Authorities Suggest Park Employees Rushed Construction of Verruckt Water Slide to Impress Reality TV Producers

Playing Did Waterpark Rush to Build Ride That Killed Boy to Impress TV Producers?

Kansas prosecutors have suggested that the water slide where a 10-year-old boy was killed in 2016 was completed in a hurry to impress TV producers for a reality show.

A 20-count indictment says Schlitterbahn Water Park executives "ignored warnings," "destroyed documents" and "skirted basic engineering flaws" as they forged ahead with the grand opening.

Officials arrested the co-owner of a Kansas City water park Monday on a variety of charges connected to the death of 10-year-old Caleb Schwab.

Jeffrey Henry, 62, was arrested in Cameron County, Texas, on 12 counts of aggravated battery and five counts of aggravated child endangerment, an online database shows. 

The prosecutors allege that Henry created the waterslide "in a spur-of-the-moment bid to impress" producers for the Travel Channel show, Xtreme Waterparks, and did not conduct the correct engineering and safety tests. 

"Henry openly admitted that one of his principal motivations in building Verrückt was to flaunt his achievements in the faces of other water park owners," the indictment said, quoting from an internal document. "Hey guys, come on! Are you gonna let me have the bragging rights? Because I'm gonna brag a lot! We are the tallest ride in the world!"
  
The slide was called "Verrückt,” the German word for "crazy" or "insane" and was opened in 2016 at the Schlitterbahn Water Park in Kansas City. It was billed as "the world's tallest water slide" and is the same height as Niagara Falls.

In August 2016, young Caleb, the son of Kansas State Rep. Scott Schwab, was decapitated when he was thrown from the 17-story slide. 

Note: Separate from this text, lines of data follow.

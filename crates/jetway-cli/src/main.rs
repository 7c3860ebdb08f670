//! Jetway CLI Application
//!
//! Command-line interface for the Jetway airline reservation manager.

mod args;
mod cli;
mod renderer;

use anyhow::{Context, Result};
use args::{Args, Commands};
use clap::Parser;
use cli::{Cli, Login};
use jetway_core::{models::FlightFilter, AgencyBuilder};
use log::info;
use renderer::TerminalRenderer;
use Commands::*;

fn main() -> Result<()> {
    env_logger::init();

    let Args {
        data_dir,
        no_color,
        json,
        user,
        password,
        command,
    } = Args::parse();

    let agency = AgencyBuilder::new()
        .with_data_dir(data_dir)
        .build()
        .context("Failed to initialize agency")?;

    let renderer = TerminalRenderer::new(!no_color);
    let cli = Cli::new(agency, renderer, Login { user, password }, json);

    info!("Jetway started");

    match command {
        Some(Account { command }) => cli.handle_account_command(command),
        Some(Flight { command }) => cli.handle_flight_command(command),
        Some(Book(args)) => cli.handle_book(args),
        Some(Reservation { command }) => cli.handle_reservation_command(command),
        Some(Waitlist { command }) => cli.handle_waitlist_command(command),
        None => cli.list_flights(&FlightFilter::default()),
    }
}
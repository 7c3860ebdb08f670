//! Reservation model definition.

use jiff::Timestamp;
use serde::{Deserialize, Serialize};

use super::ReservationStatus;

/// A passenger bound to a seat on a flight.
#[derive(Debug, Clone, Serialize, Deserialize, PartialEq)]
pub struct Reservation {
    /// Unique identifier, e.g. `RES10001`
    pub id: String,

    /// Name printed on the booking
    pub passenger_name: String,

    /// Flight the seat belongs to
    pub flight_id: String,

    /// Airline at booking time
    pub airline: String,

    /// Destination at booking time
    pub destination: String,

    /// Canonical seat label, e.g. `14C`
    pub seat: String,

    /// Reservation status
    #[serde(default)]
    pub status: ReservationStatus,

    /// Account that owns the reservation
    pub username: String,

    /// Masked payment description; absent for waiting-list promotions
    #[serde(skip_serializing_if = "Option::is_none")]
    pub payment: Option<String>,

    /// When the seat was booked (UTC); absent on older records
    #[serde(skip_serializing_if = "Option::is_none")]
    pub booked_at: Option<Timestamp>,
}
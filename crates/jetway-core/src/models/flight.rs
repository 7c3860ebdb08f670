//! Flight model definition.

use serde::Serialize;

use super::FlightStatus;
use crate::seatmap::SeatMap;

/// A scheduled flight and its seat map.
#[derive(Debug, Clone, Serialize, PartialEq)]
pub struct Flight {
    /// Unique identifier, e.g. `FL10001`
    pub id: String,

    /// Operating airline
    pub airline: String,

    /// Aircraft registration or number
    pub plane_id: String,

    /// Route description, e.g. `Manila to Cebu`
    pub destination: String,

    /// Departure time as entered by the operator
    pub departure: String,

    /// Arrival time as entered by the operator
    pub arrival: String,

    /// Operational status
    pub status: FlightStatus,

    /// Seat occupancy
    pub seats: SeatMap,
}

impl Flight {
    /// Total bookable seats.
    pub fn capacity(&self) -> usize {
        self.seats.capacity()
    }

    /// Seats still free.
    pub fn available_seats(&self) -> usize {
        self.seats.available_seats()
    }

    /// Whether no seat is free.
    pub fn is_fully_booked(&self) -> bool {
        self.seats.is_fully_booked()
    }
}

The indictment says that before the boy’s death, 13 other riders suffered injuries since its opening in 2014. The ride closed after Schwab’s passing. 

The park's former director of operations, Tyler Austin Miles, has also been criminally charged in connection with the boy's death.

Henry was quoted in the indictment as saying, "[Verrückt] could hurt me, it could kill me, it is a seriously dangerous piece of equipment today because there are things that we don't know about it.” 

In a statement, released by his attorney, Miles, who has plead not guilty, said he had "scheduled his wife to ride on [Verrückt] on the day of the accident. These are not the actions of someone who believed the ride to be dangerous."

One of the designers of the ride, John Schooley, was also indicted. During a 2014 episode of the Travel Chanel show, he openly expressed concern about the ride’s safety. 

Conception of the ride to its grand opening took just 20 months. 

In a statement, Schlitterbahn said it is confident that when all the facts are presented, it will be clear that what happened on the ride was an unforeseeable accident. A spokeswoman said “Our staff, since we opened Schlitterbahn Kansas City, has demonstrated the highest dedication to safety, from the training of our lifeguards and ride operators, to ensuring all rides have operated in accordance with our strict protocols.”  She added, "Our team has been conscientious and committed to providing visitors to the waterpark a safe and enjoyable experience. We are shocked by any allegations of impropriety or negligence on the part of anyone associated with Verruckt."